_Work required_. Reproduce all of the data word for word.

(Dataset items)
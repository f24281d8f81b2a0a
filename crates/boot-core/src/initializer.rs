//! Per-module initializer scripts run after `init`

use std::path::{Path, PathBuf};
use std::process::Command;

use boot_meta::InitializerConfig;

use crate::error::InitializerError;
use crate::report::{ModuleInfo, ModulesReport};

/// Environment variable carrying the project root into each script.
pub const PROJECT_ROOT_ENV: &str = "BOOT_PROJECT_ROOT";

/// Runs `<program> <script>` inside every module directory that has the
/// script.
#[derive(Debug, Clone)]
pub struct ModuleInitializer {
    root: PathBuf,
    config: InitializerConfig,
}

/// Outcome of [`ModuleInitializer::run_all`].
#[derive(Debug, Default)]
pub struct InitializerSummary {
    pub ran: Vec<PathBuf>,
    /// Module directories without the script.
    pub skipped: Vec<PathBuf>,
    pub failed: Vec<(PathBuf, InitializerError)>,
}

impl InitializerSummary {
    pub fn is_success(&self) -> bool {
        self.failed.is_empty()
    }
}

impl ModuleInitializer {
    pub fn new(root: impl Into<PathBuf>, config: InitializerConfig) -> Self {
        Self {
            root: root.into(),
            config,
        }
    }

    /// Initializer script inside `dir`, if there is one.
    pub fn script_path(&self, dir: &Path) -> Option<PathBuf> {
        let path = dir.join(&self.config.script);
        path.is_file().then_some(path)
    }

    fn run_script(&self, dir: &Path, script: &Path) -> Result<(), InitializerError> {
        tracing::debug!(program = %self.config.program, script = %script.display(), "Running initializer");
        let output = Command::new(&self.config.program)
            .arg(script)
            .current_dir(dir)
            .env(PROJECT_ROOT_ENV, &self.root)
            .output()
            .map_err(|source| InitializerError::Spawn {
                program: self.config.program.clone(),
                source,
            })?;

        if output.status.success() {
            return Ok(());
        }
        Err(InitializerError::Failed {
            path: script.to_path_buf(),
            status: output.status.to_string(),
            stderr: String::from_utf8_lossy(&output.stderr).trim().to_string(),
        })
    }

    /// Run one module's script. `Ok(false)` when it has none.
    pub fn run(&self, module: &ModuleInfo) -> Result<bool, InitializerError> {
        match self.script_path(&module.path) {
            Some(script) => self.run_script(&module.path, &script).map(|()| true),
            None => Ok(false),
        }
    }

    /// Run every reported module's script in report order, continuing past
    /// failures.
    pub fn run_all(&self, report: &ModulesReport) -> InitializerSummary {
        let mut summary = InitializerSummary::default();
        if !self.config.enabled {
            tracing::debug!("Initializers disabled");
            return summary;
        }

        for module in &report.modules {
            match self.run(module) {
                Ok(true) => {
                    tracing::info!(module = %module.name, "Ran initializer");
                    summary.ran.push(module.path.clone());
                }
                Ok(false) => summary.skipped.push(module.path.clone()),
                Err(e) => {
                    tracing::warn!(module = %module.name, error = %e, "Initializer failed");
                    summary.failed.push((module.path.clone(), e));
                }
            }
        }
        summary
    }
}

#[cfg(test)]
mod tests {
    use super::*;
    use tempfile::TempDir;

    fn module(path: &Path) -> ModuleInfo {
        ModuleInfo {
            name: "alpha".to_string(),
            module_type: "tool".to_string(),
            path: path.to_path_buf(),
            repo_url: None,
            requirements: Vec::new(),
            manifest_ok: true,
        }
    }

    fn config(program: &str) -> InitializerConfig {
        InitializerConfig {
            program: program.to_string(),
            ..InitializerConfig::default()
        }
    }

    #[test]
    fn test_module_without_script_is_skipped() {
        let dir = TempDir::new().unwrap();
        let initializer = ModuleInitializer::new(dir.path(), config("definitely-not-a-python"));

        let report = ModulesReport {
            modules: vec![module(dir.path())],
        };
        let summary = initializer.run_all(&report);

        assert_eq!(summary.skipped, vec![dir.path().to_path_buf()]);
        assert!(summary.ran.is_empty() && summary.is_success());
    }

    #[test]
    fn test_missing_program_is_spawn_error() {
        let dir = TempDir::new().unwrap();
        std::fs::write(dir.path().join("__init__.py"), "print('hi')\n").unwrap();
        let initializer = ModuleInitializer::new(dir.path(), config("definitely-not-a-python"));

        assert!(matches!(
            initializer.run(&module(dir.path())),
            Err(InitializerError::Spawn { .. })
        ));
    }

    #[test]
    fn test_disabled_runs_nothing() {
        let dir = TempDir::new().unwrap();
        std::fs::write(dir.path().join("__init__.py"), "print('hi')\n").unwrap();
        let initializer = ModuleInitializer::new(
            dir.path(),
            InitializerConfig {
                enabled: false,
                ..config("definitely-not-a-python")
            },
        );

        let summary = initializer.run_all(&ModulesReport {
            modules: vec![module(dir.path())],
        });
        assert!(summary.ran.is_empty() && summary.skipped.is_empty() && summary.is_success());
    }
}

_Task result_.
repository f24281d8f81b2a0a
filename crates/boot-core/src/initializer.rs
//! Per-module initializer scripts run after `init`

use std::path::{Path, PathBuf};
use std::process::Command;

use boot_meta::InitializerConfig;

use crate::error::InitializerError;
use crate::report::{ModuleInfo, ModulesReport};

/// Environment variable carrying the project root into each script.
pub const PROJECT_ROOT_ENV: &str = "BOOT_PROJECT_ROOT";

/// Runs `<program> <script>` inside every module directory that has the
/// script.
#[derive(Debug, Clone)]
pub struct ModuleInitializer {
    root: PathBuf,
    config: InitializerConfig,
}

/// Outcome of [`ModuleInitializer::run_all`].
#[derive(Debug, Default)]
pub struct InitializerSummary {
    pub ran: Vec<PathBuf>,
    /// Module directories without the script.
    pub skipped: Vec<PathBuf>,
    pub failed: Vec<(PathBuf, InitializerError)>,
}

impl InitializerSummary {
    pub fn is_success(&self) -> bool {
        self.failed.is_empty()
    }
}

impl ModuleInitializer {
    pub fn new(root: impl Into<PathBuf>, config: InitializerConfig) -> Self {
        Self {
            root: root.into(),
            config,
        }
    }

    /// Initializer script inside `dir`, if there is one.
    pub fn script_path(&self, dir: &Path) -> Option<PathBuf> {
        let path = dir.join(&self.config.script);
        path.is_file().then_some(path)
    }

    fn run_script(&self, dir: &Path, script: &Path) -> Result<(), InitializerError> {
        tracing::debug!(program = %self.config.program, script = %script.display(), "Running initializer");
        let output = Command::new(&self.config.program)
            .arg(script)
            .current_dir(dir)
            .env(PROJECT_ROOT_ENV, &self.root)
            .output()
            .map_err(|source| InitializerError::Spawn {
                program: self.config.program.clone(),
                source,
            })?;

        if output.status.success() {
            return Ok(());
        }
        Err(InitializerError::Failed {
            path: script.to_path_buf(),
            status: output.status.to_string(),
            stderr: String::from_utf8_lossy(&output.stderr).trim().to_string(),
        })
    }

    /// Run one module's script. `Ok(false)` when it has none.
    pub fn run(&self, module: &ModuleInfo) -> Result<bool, InitializerError> {
        match self.script_path(&module.path) {
            Some(script) => self.run_script(&module.path, &script).map(|()| true),
            None => Ok(false),
        }
    }

    /// Run every reported module's script in report order, continuing past
    /// failures.
    pub fn run_all(&self, report: &ModulesReport) -> InitializerSummary {
        let mut summary = InitializerSummary::default();
        if !self.config.enabled {
            tracing::debug!("Initializers disabled");
            return summary;
        }

        for module in &report.modules {
            match self.run(module) {
                Ok(true) => {
                    tracing::info!(module = %module.name, "Ran initializer");
                    summary.ran.push(module.path.clone());
                }
                Ok(false) => summary.skipped.push(module.path.clone()),
                Err(e) => {
                    tracing::warn!(module = %module.name, error = %e, "Initializer failed");
                    summary.failed.push((module.path.clone(), e));
                }
            }
        }
        summary
    }
}

#[cfg(test)]
mod tests {
    use super::*;
    use tempfile::TempDir;

    fn module(path: &Path) -> ModuleInfo {
        ModuleInfo {
            name: "alpha".to_string(),
            module_type: "tool".to_string(),
            path: path.to_path_buf(),
            repo_url: None,
            requirements: Vec::new(),
            manifest_ok: true,
        }
    }

    fn config(program: &str) -> InitializerConfig {
        InitializerConfig {
            program: program.to_string(),
            ..InitializerConfig::default()
        }
    }

    #[test]
    fn test_module_without_script_is_skipped() {
        let dir = TempDir::new().unwrap();
        let initializer = ModuleInitializer::new(dir.path(), config("definitely-not-a-python"));

        let report = ModulesReport {
            modules: vec![module(dir.path())],
        };
        let summary = initializer.run_all(&report);

        assert_eq!(summary.skipped, vec![dir.path().to_path_buf()]);
        assert!(summary.ran.is_empty() && summary.is_success());
    }

    #[test]
    fn test_missing_program_is_spawn_error() {
        let dir = TempDir::new().unwrap();
        std::fs::write(dir.path().join("__init__.py"), "print('hi')\n").unwrap();
        let initializer = ModuleInitializer::new(dir.path(), config("definitely-not-a-python"));

        assert!(matches!(
            initializer.run(&module(dir.path())),
            Err(InitializerError::Spawn { .. })
        ));
    }

    #[test]
    fn test_disabled_runs_nothing() {
        let dir = TempDir::new().unwrap();
        std::fs::write(dir.path().join("__init__.py"), "print('hi')\n").unwrap();
        let initializer = ModuleInitializer::new(
            dir.path(),
            InitializerConfig {
                enabled: false,
                ..config("definitely-not-a-python")
            },
        );

        let summary = initializer.run_all(&ModulesReport {
            modules: vec![module(dir.path())],
        });
        assert!(summary.ran.is_empty() && summary.skipped.is_empty() && summary.is_success());
    }
}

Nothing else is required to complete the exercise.